Over the past few years, I have learned a lot about friendship and who I want or don't want to surround myself with. Any relationship should embody mutual support, respect, and care. I let emotions and memories cloud my judgement when some people treated me unfairly, and these 7 truths helped me make the decision in cutting them from my social network. I do not regret it and sometimes it's sad, but ultimately you should associate with people who understand where you have been, appreciate you as you are, and encourage you to grow.
1. You shouldn't have to chase a real friend
If someone walks away from your friendship, allow them to keep walking. Going after someone who you believe is worth fighting for is okay, but there comes a point where you need to respect yourself and realize that friendship shouldn't be a marathon. I've been trying to do this because I care too much, but only I suffer in the end and it's honestly exhausting. I'm tired of trying to prove that I matter to someone who can't see it or doesn't want to see it anymore. I am someone who tends to give people multiple chances and if there's one thing I've learned, chances don't mean much if people haven't learned from their first mistake. If they need space, need time, or simply lost interest then stop trying to run after people and focus on the ones running with you.
2. Any relationship is a two-way street
Like myself, there are so many people who unfortunately always put more effort into a friendship than the other. Some people are different and they will say they are busy, but it comes down to the idea that if people truly care and want you in their life, they will show it. If you are constantly trying and they are not willing to keep in touch, then they don't respect you or appreciate you anymore. There are no genuine excuses for someone to not be apart of your life. Stop reserving a space in your life for people who don't make an effort to stay.
3. Tough times always reveal true friends
People will always be there during the good times but when things go south, see who sticks around enough to care. Knowing that someone is there during your worst and being able to lean on them for support shows that they deserve to be there at your best. When I was going through a dark time, friends I don't get to see a lot (due to physical distance) were more supportive than the ones I thought were closest to me. These friends should bring some light into the darkness you're experiencing and the ones who aren't present will hurt you but at least you will have clarity.
4. Long distance doesn't change much
Some of my very good friends who I consider family and know will always have my back live miles and miles away. Distance may physically keep you separate, but you can always pick up where you left off when you reunite. Long distance friendships are more profound because you don't see each other for over a year or talk every week, and make it work. Distance means very little when someone means so much.
5. Understanding is key
Sometimes you can't explain feelings to your friends or they can not relate to you in a situation. The best thing you can do is to try to understand and offer your support, even if you don't really agree with something. Also most friendships that die out are due to misunderstandings, so make sure there's always communication. A best friend is someone who can see the pain behind your smile and understand your thoughts when you don't even say a word. Anyone can hear you but it takes a special someone to actually listen.

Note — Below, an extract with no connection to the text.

//! Session lifecycle: identity, diagnostics and the state machine.

mod machine;
mod state;

pub use machine::{SessionStateMachine, Transition};
pub use state::{ReadyTiming, Session, SessionId, SessionTiming};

6. You never fully know someone
Life happens and how they react can change the way you feel about someone. If they handle situations you've never seen them experience or someone new comes in their life, they may act differently. A lot can happen in life and one minute you can be best friends with someone who was a stranger a year ago or you can become strangers with someone who was your best friend a year ago. Things happen so fast that all of a sudden the person you told everything to once now has no idea what is happening in your life. It's unfortunate and you will be disappointed, but try to remember that memories don't change even if the person does.
7. Every friendship adds knowledge
Relationships and experiences within those relationships are there for you to learn from. Someone can show you the positivity of a situation or someone can show you how things are not always as they seem. Regardless, each friendship always leaves you with something, whether it's a new aspect of life or what to watch out for in the future. The friends who I value most teach me various ways and ideas that help me grow in life. I believe that people cross paths for a reason and they can be a blessing or a lesson depending on what life has in store for you.
Keep in mind that these truths apply to everyone, considering a relationship holds two parties responsible. Acknowledge these truths and see if you are doing something that you are unhappy with. If things don't work out with someone, whether it's because they changed or don't consider you a priority anymore, that's quite alright. If you found your true friends, make sure to be grateful for the loyalty and love that comes from them.